|
Video
& Audio Cassettes Vcd's
and Dvd's

|
| |
The lessons are yet to be learned
by David Wilder
August 7, 2001
A few years ago an older man, together with a younger woman, walked into my
office, here in Hebron. Seeing them, I asked how I could be of assistance. The
gentleman said to me, "My name is Shalom Goldshmidt. My father, Moshe
Goldshmidt, was murdered here in Hebron in 1929. I'm here with my daughter, who
has never yet visited Hebron. I was told that perhaps you could take us up to
the cemetery so that we might visit my father's grave."
Of course I agreed, and drove them up to the ancient Jewish cemetery adjacent to
the Tel Rumeida neighborhood. There, Rabbi Moshe Goldshmidt's son and
granddaughter stood silently by his final resting place, at the plot where 58 of
the 67 massacred Hebron Jews were interred.
The Goldschmidt family, Rav Shalom, his son Moshe who lives here in Israel, and
his daughter Bassy, became close friends of mine. Every Shabbat Chayai Sarah
they spend with us in Hebron. A couple of years ago Rav Shalom spent another
Shabbat with us. The date was the 18th of Av, exactly 70 years after the
slaughter when his father was killed. That day too, was a Shabbat. But it was
not a day of rest. It was a day of blood.
Rav Shalom was only four and a half years old at the time. Yet he described the
events that had happened that day as if he had then been a teenager. He told me
how he and his family, mother, father, and two sisters, lived in a house above
an Arab family. His father was a butcher and a follower of the Chabad Lubovitch
Rebbi, who had just visited Israel and also Hebron. Rav Shalom continued with
his story:
"Other families came up to our house. One of the women was pregnant. The
Arab murderers started banging on our windows and front door. The other families
starting jumping down to the back courtyard, begging the Arab landlord for
mercy. Seeing the pregnant woman, the landlord's wife took pity and allowed them
in.
Meanwhile, my father was trying to hold the door closed, preventing the Arabs
from breaking in. But they used axes and broke down the door. They stabbed my
mother and one of my sisters. I ran into a room with my another sister and hid
under the bed. Nobody had to tell me to be quiet. I was petrified. The Arabs
grabbed my father and pulled him into a room. Later, when all was quiet I
remember seeing my father stretched out, dead. The Arabs tortured him and killed
him, burning his head over a kerosene stove.

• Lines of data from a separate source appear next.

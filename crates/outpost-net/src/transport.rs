//! Packet transport
//!
//! `Transport` is the seam between sessions and the wire. `LoopbackHub`
//! relays packets between in-process peers over unbounded tokio channels,
//! reliable and ordered per sender. Sessions drain their inbox once per tick.

use std::collections::HashMap;
use std::sync::Arc;

use outpost_core::PeerId;
use parking_lot::Mutex;
use tokio::sync::mpsc::{self, UnboundedReceiver, UnboundedSender};
use tracing::{debug, warn};

use crate::error::TransportError;

#[derive(Debug, Clone, Copy, PartialEq, Eq)]
pub enum Target {
    Peer(PeerId),
    /// Every connected peer except the sender
    Broadcast,
}

/// Raw payload stamped with the sender the relay saw
#[derive(Debug, Clone)]
pub struct Packet {
    pub from: PeerId,
    pub payload: Vec<u8>,
}

pub trait Transport {
    fn local_peer(&self) -> PeerId;

    fn send(&self, target: Target, payload: Vec<u8>) -> Result<(), TransportError>;

    /// Everything received since the last call, in arrival order
    fn drain(&mut self) -> Vec<Packet>;
}

/// In-process relay connecting any number of endpoints
#[derive(Debug, Clone, Default)]
pub struct LoopbackHub {
    routes: Arc<Mutex<HashMap<PeerId, UnboundedSender<Packet>>>>,
}

impl LoopbackHub {
    pub fn new() -> Self {
        Self::default()
    }

    /// Register a peer and hand back its endpoint. Reconnecting replaces the
    /// old route.
    pub fn connect(&self, peer: PeerId) -> LoopbackEndpoint {
        let (tx, rx) = mpsc::unbounded_channel();
        if self.routes.lock().insert(peer, tx).is_some() {
            warn!("Peer {} reconnected, dropping old route", peer);
        }
        debug!("Peer {} connected to loopback hub", peer);
        LoopbackEndpoint {
            peer,
            hub: self.clone(),
            inbox: rx,
        }
    }

    pub fn disconnect(&self, peer: PeerId) -> bool {
        self.routes.lock().remove(&peer).is_some()
    }

    pub fn peer_count(&self) -> usize {
        self.routes.lock().len()
    }

    fn route(&self, from: PeerId, target: Target, payload: Vec<u8>) -> Result<(), TransportError> {
        let routes = self.routes.lock();
        match target {
            Target::Peer(peer) => {
                let tx = routes.get(&peer).ok_or(TransportError::UnknownPeer(peer))?;
                tx.send(Packet { from, payload })
                    .map_err(|_| TransportError::Disconnected(peer))
            }
            Target::Broadcast => {
                for (peer, tx) in routes.iter().filter(|(peer, _)| **peer != from) {
                    if tx
                        .send(Packet {
                            from,
                            payload: payload.clone(),
                        })
                        .is_err()
                    {
                        debug!("Skipping closed route to {}", peer);
                    }
                }
                Ok(())
            }
        }
    }
}

/// One peer's connection to a `LoopbackHub`
#[derive(Debug)]
pub struct LoopbackEndpoint {
    peer: PeerId,
    hub: LoopbackHub,
    inbox: UnboundedReceiver<Packet>,
}

impl Transport for LoopbackEndpoint {
    fn local_peer(&self) -> PeerId {
        self.peer
    }

    fn send(&self, target: Target, payload: Vec<u8>) -> Result<(), TransportError> {
        self.hub.route(self.peer, target, payload)
    }

    fn drain(&mut self) -> Vec<Packet> {
        let mut packets = Vec::new();
        while let Ok(packet) = self.inbox.try_recv() {
            packets.push(packet);
        }
        packets
    }
}

impl Drop for LoopbackEndpoint {
    fn drop(&mut self) {
        self.inbox.close();
        // Leave a newer route for the same peer alone
        let mut routes = self.hub.routes.lock();
        if routes.get(&self.peer).is_some_and(|tx| tx.is_closed()) {
            routes.remove(&self.peer);
        }
    }
}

My mother was badly hurt, but recovered, as did my sister. We later moved to
Jerusalem where my mother opened a store. She refused to remarry until all of us
had grown up."
It wasn't too long ago that journalists visiting Hebron would ask me, "why
don't you trust Arafat? Why don't you give him a chance? He's not a terrorist
anymore and he's said that he'd protect you, so why don't you at least
try?"
My answer was not very complicated: "In 1929 there weren't any so-called
settlers. There wasn't a Jewish state. There were about 1000 Jews who lived in
Hebron in harmony with their Arab neighbors. They so trusted their neighbors
that they refused to keep any weapons for self-protection. The day before the
riots began, 4 Jews from Jerusalem visited Hebron, bringing weapons with them,
and offering them to the Jewish community in Hebron. Yet Hebron's leadership
declined, saying that the weapons would only serve as a provocation. They were
sure that their good friends, their Arab neighbors, would protect them.

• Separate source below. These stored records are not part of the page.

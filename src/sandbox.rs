//! Scripted host + client run over the loopback hub
//!
//! One client joins a host, gathers materials, crafts at a workbench,
//! trades an item through the world and equips what it made. The client
//! only ever sends intents; everything it knows comes back as deltas.

use anyhow::{Context, Result};
use glam::Vec3;
use outpost_core::{GameTime, ItemDefId, PeerId, RecipeId, StationId};
use outpost_game::{Catalog, EquipmentCategory, EventKind, GameEvent, SlotSnapshot, StationType};
use outpost_net::{ClientSession, HostSession, Intent, LoopbackEndpoint, LoopbackHub};
use tracing::{debug, info, warn};

use crate::settings::Settings;

const CATALOG: &str = include_str!("../assets/catalog.json");

const WOOD: ItemDefId = ItemDefId(1);
const STONE: ItemDefId = ItemDefId(2);
const PLANK: ItemDefId = ItemDefId(3);
const BERRY: ItemDefId = ItemDefId(10);
const HERB: ItemDefId = ItemDefId(11);
const STONE_AXE: ItemDefId = ItemDefId(20);
const CLUB: ItemDefId = ItemDefId(21);
const LEATHER_CAP: ItemDefId = ItemDefId(30);
const CAMPFIRE_KIT: ItemDefId = ItemDefId(40);

const PLANKS: RecipeId = RecipeId(1);
const CLUB_RECIPE: RecipeId = RecipeId(2);
const AXE_RECIPE: RecipeId = RecipeId(3);
const CAMPFIRE_RECIPE: RecipeId = RecipeId(4);

/// Parse the catalog bundled with the binary
pub fn load_catalog() -> Result<Catalog> {
    Catalog::from_json(CATALOG).context("Bundled catalog is invalid")
}

fn find_slot(slots: &[Option<SlotSnapshot>], item: ItemDefId) -> Option<usize> {
    slots
        .iter()
        .position(|slot| slot.is_some_and(|s| s.item == item))
}

pub struct Sandbox {
    host: HostSession<LoopbackEndpoint>,
    client: ClientSession<LoopbackEndpoint>,
    time: GameTime,
    bench: StationId,
    tick: u32,
    rejections: Vec<(u64, String)>,
}

impl Sandbox {
    pub fn new(settings: &Settings, catalog: Catalog) -> Result<Self> {
        let hub = LoopbackHub::new();
        let host_peer = PeerId::new();
        let mut host = HostSession::new(
            hub.connect(host_peer),
            catalog,
            settings.session.session_config(),
        );
        let client = ClientSession::new(hub.connect(PeerId::new()), host_peer);
        let me = client.local_peer();

        host.join(me);
        host.set_position(me, Vec3::new(4.0, 0.0, 2.0));
        let bench = host.place_station(StationType::Workbench, 1);
        host.set_near_stations(me, [bench]);
        host.events_mut()
            .subscribe_to(EventKind::CraftSucceeded, |event| {
                if let GameEvent::CraftSucceeded { recipe, results } = event {
                    info!("Crafted {} -> {} stack(s)", recipe, results.len());
                }
            });

        let time = GameTime::new(settings.session.time_config())
            .context("Invalid session tick rate")?;

        Ok(Self {
            host,
            client,
            time,
            bench,
            tick: 0,
            rejections: Vec::new(),
        })
    }

    /// Run `ticks` simulation steps at the configured tick rate
    pub fn run(&mut self, ticks: u32) -> Result<()> {
        let step = self.time.config.tick_seconds();
        info!("Running sandbox for {} ticks ({:.3}s each)", ticks, step);

        while self.tick < ticks {
            self.time.update(step);
            for _ in 0..self.time.due_ticks() {
                if self.tick >= ticks {
                    break;
                }
                self.script()?;
                self.host.tick(step)?;
                self.client.tick(step);
                for (seq, reason) in self.client.replica_mut().take_rejections() {
                    info!("Host rejected intent {}: {}", seq, reason);
                    self.rejections.push((seq, reason));
                }
                self.tick += 1;
            }
        }
        Ok(())
    }

    fn me(&self) -> PeerId {
        self.client.local_peer()
    }

    fn grant(&mut self, target: PeerId, item: ItemDefId, count: u32) -> Result<()> {
        self.host
            .submit(Intent::GrantItem {
                target,
                definition_id: item,
                count,
            })
            .with_context(|| format!("Granting {}x {}", count, item))
    }

    /// Send an intent for the first client slot holding `item`
    fn client_slot_intent(&mut self, item: ItemDefId, intent: impl FnOnce(usize) -> Intent) -> Result<()> {
        let me = self.me();
        match find_slot(self.client.replica().inventory(me), item) {
            Some(slot) => {
                self.client.send(intent(slot))?;
            }
            None => warn!("Tick {}: client has no {} to act on", self.tick, item),
        }
        Ok(())
    }

    fn craft(&mut self, recipe_id: RecipeId, station_id: Option<StationId>) -> Result<()> {
        self.client.send(Intent::RequestCraft {
            recipe_id,
            station_id,
        })?;
        Ok(())
    }

    fn script(&mut self) -> Result<()> {
        let me = self.me();
        let host_peer = self.host.local_peer();
        match self.tick {
            0 => {
                self.grant(me, WOOD, 10)?;
                self.grant(me, STONE, 6)?;
                self.grant(me, BERRY, 5)?;
                self.grant(me, HERB, 2)?;
                self.grant(host_peer, WOOD, 3)?;
                self.grant(host_peer, LEATHER_CAP, 1)?;
            }
            5 => {
                self.client_slot_intent(BERRY, |slot| Intent::UseItem { slot })?;
                let cap = self
                    .host
                    .player(host_peer)
                    .and_then(|p| find_slot(&p.inventory.snapshot(), LEATHER_CAP));
                if let Some(slot) = cap {
                    self.host.submit(Intent::EquipItem { slot })?;
                }
            }
            10 => {
                self.craft(PLANKS, None)?;
                self.craft(PLANKS, None)?;
            }
            12 => self.craft(CAMPFIRE_RECIPE, None)?,
            50 => self.craft(CLUB_RECIPE, Some(self.bench))?,
            60 => self.craft(AXE_RECIPE, Some(self.bench))?,
            70 => self.client_slot_intent(WOOD, |slot| Intent::DropItem {
                slot,
                count: Some(2),
                position: Vec3::new(4.0, 0.0, 3.0),
            })?,
            80 => {
                let dropped = self
                    .host
                    .pickups()
                    .find(|p| p.snapshot.item == WOOD)
                    .map(|p| (p.id, p.snapshot.count));
                if let Some((pickup_id, count)) = dropped {
                    self.host.submit(Intent::PickupItem {
                        pickup_id,
                        definition_id: WOOD,
                        count,
                    })?;
                }
            }
            90 => self.host.submit(Intent::RequestCraft {
                recipe_id: PLANKS,
                station_id: None,
            })?,
            120 => self.client_slot_intent(CLUB, |slot| Intent::EquipItem { slot })?,
            130 | 131 => self.client_slot_intent(HERB, |slot| Intent::UseItem { slot })?,
            160 => self.client_slot_intent(STONE_AXE, |slot| Intent::EquipItem { slot })?,
            200 => {
                self.host.unlock(me, "campfire");
                self.craft(CAMPFIRE_RECIPE, None)?;
            }
            260 => self.client_slot_intent(CAMPFIRE_KIT, |slot| Intent::UseItem { slot })?,
            _ => {}
        }
        Ok(())
    }

    /// Whether the client's replica of every player matches the host
    pub fn replica_in_sync(&self) -> bool {
        [self.host.local_peer(), self.me()].into_iter().all(|peer| {
            let Some(player) = self.host.player(peer) else {
                return false;
            };
            let replica = self.client.replica();
            let inventory = player.inventory.snapshot();
            let seen = replica.inventory(peer);
            let slots_match = (0..inventory.len().max(seen.len()))
                .all(|i| inventory.get(i).copied().flatten() == seen.get(i).copied().flatten());
            let equipment_match = player
                .equipment
                .snapshot()
                .into_iter()
                .all(|(category, item)| replica.equipped(peer, category).copied() == item);
            slots_match && equipment_match && replica.stats(peer) == Some(&player.stats)
        })
    }

    /// Log what the client ended up seeing
    pub fn report(&self) {
        let replica = self.client.replica();
        let items = &self.host.catalog().items;
        let name = |id: ItemDefId| {
            items
                .lookup(id)
                .map(|d| d.name.clone())
                .unwrap_or_else(|| id.to_string())
        };

        for (label, peer) in [("host", self.host.local_peer()), ("client", self.me())] {
            info!("{} player {}", label, peer);
            for (index, slot) in replica.inventory(peer).iter().enumerate() {
                if let Some(s) = slot {
                    info!("  [{:2}] {} x{}", index, name(s.item), s.count);
                }
            }
            for category in EquipmentCategory::all() {
                if let Some(s) = replica.equipped(peer, category) {
                    info!("  {:>4}: {} ({:.0})", category.name(), name(s.item), s.durability);
                }
            }
            if let Some(stats) = replica.stats(peer) {
                debug!("  stats: {:?}", stats);
                info!(
                    "  attack {:.1} defense {:.1} speed {:.2}",
                    stats.attack, stats.defense, stats.speed
                );
            }
        }

        info!(
            "{} pickup(s) in world, {} job(s) running, {} intent(s) rejected, clock {:.2}s",
            replica.pickups().count(),
            replica.jobs().len(),
            self.rejections.len(),
            replica.clock().now()
        );
        if self.replica_in_sync() {
            info!("Client replica matches host state");
        } else {
            warn!("Client replica diverged from host state");
        }
    }
}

In 1929 not all of Hebron's Arabs were terrorists. Yet the consequence of
trusting the Arabs was a horrid massacre resulting in the death of scores and
the expulsion of the remaining Jewish community by the British.
Today too, not all the Arabs in Hebron are terrorists. Yet the potential for
exactly the same kind of carnage exists now, as it did then. That is why we
cannot, and will not, ever put our lives in the hands of our Arab
neighbors."
There were those, who hearing my explanation, turned their noses up, the
expression on their face saying it all, "You don't know what you're talking
about. The Arabs have changed."
Today is the 72nd anniversary of the 1929 - Tarpat massacre. I ask all of those
who would "trust" Hebron's Arabs: What about 2 nights ago, when
Techiya Blumberg, 35 year old mother of five, pregnant with her 6th child, a
nurse, shot down in cold blood, with her husband and 14 year old daughter
critically injured? Do you remember two 12 year old boys from Tekoa, stoned to
death by Arabs only weeks ago? Do you remember the two Israeli soldiers,
murdered and mutilated, only a few months ago. Do you remember 10 month old
Shalhevet, shot in the head by Arab terrorist forces here in Hebron, this past
March. Or the Kahane couple, or Gilad Zar, or Dr. Shmuel Gillis, or the shephard
Yair Har Sinai?
Almost 140 Jews, murdered in cold blood. The year is not 1929. It is 2001.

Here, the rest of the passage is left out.